TASK BRIEF →
Pull each line holding "surrounding" out of the entries below.

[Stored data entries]
==================================================
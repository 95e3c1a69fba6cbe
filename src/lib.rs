//! Cosmic Guide
//!
//! An astrology chat advisor that:
//! - Classifies questions into love, career, personal or general topics
//! - Composes local guidance from a fixed phrase bank
//! - Consults the Gemini API when the user supplies a key
//! - Falls back to local guidance on any remote failure, so every
//!   question gets an answer
//!
//! FLOW:
//! QUESTION → (KEY? → GEMINI → OK | FAIL → NOTIFY) → LOCAL → ANSWER

pub mod advisor;
pub mod api;
pub mod classifier;
pub mod composer;
pub mod config;
pub mod error;
pub mod gemini;
pub mod models;
pub mod notify;
pub mod phrases;
pub mod session;

pub use error::Result;

// Re-export common types
pub use models::*;
pub use advisor::Advisor;
pub use classifier::ResponseClassifier;
pub use composer::ResponseComposer;
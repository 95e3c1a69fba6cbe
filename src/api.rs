//! REST API Server for the cosmic guide
//!
//! Exposes the advisor and chat sessions via HTTP endpoints
//! Integrates with frontend UI

use axum::{
    extract::{Path, State},
    http::StatusCode,
    routing::{get, post, put},
    Json, Router,
};
use serde::{Deserialize, Serialize};
use std::sync::Arc;
use tower_http::{cors::CorsLayer, trace::TraceLayer};
use tracing::{info, warn};
use uuid::Uuid;

use crate::advisor::Advisor;
use crate::classifier::ResponseClassifier;
use crate::models::UserProfile;
use crate::session::{parse_chat_id, ChatMessage, MessageRole, SessionStore};

/// =============================
/// Request Models
/// =============================

#[derive(Debug, Serialize, Deserialize, Clone)]
pub struct ChatRequest {
    pub chat_id: Option<String>,
    pub question: String,
    pub api_key: Option<String>,
    pub profile: Option<UserProfile>,
}

#[derive(Debug, Serialize, Deserialize)]
pub struct ClassifyRequest {
    pub question: String,
}

/// =============================
/// Response Wrapper
/// =============================

#[derive(Debug, Serialize, Deserialize)]
pub struct ApiResponse {
    pub success: bool,
    pub data: Option<serde_json::Value>,
    pub error: Option<String>,
    pub timestamp: String,
}

impl ApiResponse {
    pub fn success<T: Serialize>(data: T) -> Self {
        Self {
            success: true,
            data: serde_json::to_value(data).ok(),
            error: None,
            timestamp: chrono::Utc::now().to_rfc3339(),
        }
    }

    pub fn error(message: String) -> Self {
        Self {
            success: false,
            data: None,
            error: Some(message),
            timestamp: chrono::Utc::now().to_rfc3339(),
        }
    }
}

type ApiResult = (StatusCode, Json<ApiResponse>);

fn bad_request(message: impl Into<String>) -> ApiResult {
    (StatusCode::BAD_REQUEST, Json(ApiResponse::error(message.into())))
}

/// =============================
/// API State
/// =============================

#[derive(Clone)]
pub struct ApiState {
    pub advisor: Arc<Advisor>,
    pub sessions: Arc<dyn SessionStore>,
    /// Key used when a request does not bring its own
    pub default_api_key: Option<String>,
}

/// =============================
/// Health Endpoint
/// =============================

async fn health() -> Json<serde_json::Value> {
    Json(serde_json::json!({
        "status": "healthy",
        "timestamp": chrono::Utc::now().to_rfc3339()
    }))
}

/// =============================
/// Chat Endpoint
/// =============================

async fn chat_handler(State(state): State<ApiState>, Json(req): Json<ChatRequest>) -> ApiResult {
    let question = req.question.trim();
    if question.is_empty() {
        return bad_request("Question must not be empty");
    }

    let chat_id = match req.chat_id.as_deref() {
        Some(raw) => match parse_chat_id(raw) {
            Ok(id) => id,
            Err(e) => return bad_request(e.to_string()),
        },
        None => Uuid::new_v4(),
    };

    // Only the profile is read up front; history is appended after the reply
    let stored = match req.profile {
        Some(profile) => state.sessions.set_profile(chat_id, profile).await,
        None => state.sessions.load_or_create(chat_id).await,
    };
    let profile = match stored {
        Ok(session) => session.profile,
        Err(e) => {
            return (
                StatusCode::INTERNAL_SERVER_ERROR,
                Json(ApiResponse::error(format!("Session unavailable: {}", e))),
            )
        }
    };

    let api_key = req
        .api_key
        .filter(|k| !k.trim().is_empty())
        .or_else(|| state.default_api_key.clone());
    let category = ResponseClassifier::classify(question);

    info!(%chat_id, %category, remote = api_key.is_some(), "Received chat question");

    let reply = state
        .advisor
        .respond(question, api_key.as_deref(), profile.as_ref())
        .await;

    let turn = vec![
        ChatMessage::new(MessageRole::User, question.to_string()),
        ChatMessage::new(MessageRole::Guide, reply.text.clone()),
    ];
    if let Err(e) = state.sessions.append_messages(chat_id, turn).await {
        warn!("Session append failed, reply will still be returned: {}", e);
    }

    (
        StatusCode::OK,
        Json(ApiResponse::success(serde_json::json!({
            "chat_id": chat_id.to_string(),
            "answer": reply.text,
            "source": reply.source,
            "category": category,
        }))),
    )
}

async fn history_handler(State(state): State<ApiState>, Path(raw_id): Path<String>) -> ApiResult {
    let chat_id = match parse_chat_id(&raw_id) {
        Ok(id) => id,
        Err(e) => return bad_request(e.to_string()),
    };

    match state.sessions.get(chat_id).await {
        Ok(Some(session)) => (
            StatusCode::OK,
            Json(ApiResponse::success(serde_json::json!({
                "chat_id": chat_id.to_string(),
                "profile": session.profile,
                "messages": session.messages(),
            }))),
        ),
        Ok(None) => (
            StatusCode::NOT_FOUND,
            Json(ApiResponse::error(format!("No chat with id {}", raw_id))),
        ),
        Err(e) => (
            StatusCode::INTERNAL_SERVER_ERROR,
            Json(ApiResponse::error(e.to_string())),
        ),
    }
}

/// =============================
/// Profile & Classification
/// =============================

async fn profile_handler(
    State(state): State<ApiState>,
    Path(raw_id): Path<String>,
    Json(profile): Json<UserProfile>,
) -> ApiResult {
    let chat_id = match parse_chat_id(&raw_id) {
        Ok(id) => id,
        Err(e) => return bad_request(e.to_string()),
    };

    match state.sessions.set_profile(chat_id, profile).await {
        Ok(session) => (
            StatusCode::OK,
            Json(ApiResponse::success(serde_json::json!({
                "chat_id": chat_id.to_string(),
                "profile": session.profile,
            }))),
        ),
        Err(e) => (
            StatusCode::INTERNAL_SERVER_ERROR,
            Json(ApiResponse::error(e.to_string())),
        ),
    }
}

async fn classify_handler(Json(req): Json<ClassifyRequest>) -> ApiResult {
    let category = ResponseClassifier::classify(&req.question);
    (
        StatusCode::OK,
        Json(ApiResponse::success(serde_json::json!({ "category": category }))),
    )
}

/// =============================
/// Router
/// =============================

pub fn create_router(state: ApiState) -> Router {
    Router::new()
        .route("/health", get(health))
        .route("/api/chat", post(chat_handler))
        .route("/api/chat/:chat_id", get(history_handler))
        .route("/api/profile/:chat_id", put(profile_handler))
        .route("/api/classify", post(classify_handler))
        .with_state(state)
        .layer(TraceLayer::new_for_http())
        .layer(CorsLayer::permissive())
}

/// =============================
/// Server Startup
/// =============================

pub async fn start_server(
    state: ApiState,
    port: u16,
) -> std::result::Result<(), Box<dyn std::error::Error>> {
    let router = create_router(state);

    let listener = tokio::net::TcpListener::bind(format!("0.0.0.0:{}", port)).await?;

    info!("API Server listening on http://0.0.0.0:{}", port);
    info!("Local: http://127.0.0.1:{}", port);

    axum::serve(listener, router).await?;

    Ok(())
}
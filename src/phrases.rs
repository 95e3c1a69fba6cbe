//! Phrase bank for the local guide
//!
//! Body sentences per topic plus topic-independent openers and closers.

use crate::models::TopicCategory;

/// Immutable set of phrase lists used by the composer.
#[derive(Debug, Clone, Copy)]
pub struct PhraseBank {
    pub love: &'static [&'static str],
    pub career: &'static [&'static str],
    pub personal: &'static [&'static str],
    pub general: &'static [&'static str],
    pub intros: &'static [&'static str],
    pub closings: &'static [&'static str],
}

impl PhraseBank {
    /// Body sentences for a topic
    pub fn bodies(&self, category: TopicCategory) -> &'static [&'static str] {
        match category {
            TopicCategory::Love => self.love,
            TopicCategory::Career => self.career,
            TopicCategory::Personal => self.personal,
            TopicCategory::General => self.general,
        }
    }
}

impl Default for PhraseBank {
    fn default() -> Self {
        DEFAULT_PHRASES
    }
}

pub const DEFAULT_PHRASES: PhraseBank = PhraseBank {
    love: LOVE,
    career: CAREER,
    personal: PERSONAL,
    general: GENERAL,
    intros: INTROS,
    closings: CLOSINGS,
};

const LOVE: &[&str] = &[
    "The stars indicate a period of deep connection approaching. Open your heart to new possibilities.",
    "Venus is guiding your romantic energies now. Trust your intuition about this connection.",
    "The cosmic alignment suggests patience in matters of the heart. What's meant for you will not pass you by.",
    "Your romantic aura is particularly strong under this moon phase. Express your true feelings.",
    "The celestial bodies suggest a meaningful encounter is on the horizon. Stay receptive.",
];

const CAREER: &[&str] = &[
    "Mercury's position suggests new professional opportunities. Be prepared to showcase your unique talents.",
    "The celestial alignment indicates a favorable time for career advancement. Trust your capabilities.",
    "Jupiter's influence brings expansion in your professional sphere. Consider bold new directions.",
    "The stars suggest a period of professional growth through collaboration. Connect with like-minded individuals.",
    "Saturn's energy provides structure to your ambitions. Patience and persistence will lead to success.",
];

const PERSONAL: &[&str] = &[
    "The cosmos suggests a period of introspection will lead to profound self-discovery.",
    "Your ruling planet is entering a phase of transformation. Embrace the changes within.",
    "The universe is supporting your journey of self-improvement. Trust the process.",
    "Celestial energies are aligned for your personal evolution. Release what no longer serves you.",
    "The current planetary positions favor spiritual growth. Listen to your inner wisdom.",
];

const GENERAL: &[&str] = &[
    "The cosmic energy surrounding you is supportive of your current path. Trust the journey.",
    "Stars are aligning to bring clarity to your situation. Patience will reveal the answers you seek.",
    "Celestial forces suggest taking time for reflection before making your next move.",
    "The universal energies indicate favorable outcomes when you follow your intuition.",
    "The cosmic vibrations surrounding your question suggest embracing flexibility and openness.",
];

const INTROS: &[&str] = &[
    "The celestial bodies reveal that",
    "As the stars align, I see that",
    "The cosmic energies suggest",
    "Your astrological chart indicates",
    "The planetary positions show",
    "The mystical forces convey that",
    "The universe whispers that",
    "Your cosmic pathway reveals",
    "The astral plane indicates",
    "The moon's influence suggests",
];

const CLOSINGS: &[&str] = &[
    "Trust in the universe's plan for you.",
    "The stars guide your journey forward.",
    "Your celestial path is unfolding as it should.",
    "The cosmos supports your authentic self.",
    "Planetary energies favor your intentions.",
    "Align with these cosmic vibrations.",
    "Your astrological signs point toward success.",
    "The heavens bless your endeavors.",
    "Celestial wisdom lights your way.",
    "The universal energy flows in your favor.",
];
==================================================
TASK SOLUTION →
    "The cosmic energy surrounding you is supportive of your current path. Trust the journey.",
    "The cosmic vibrations surrounding your question suggest embracing flexibility and openness.",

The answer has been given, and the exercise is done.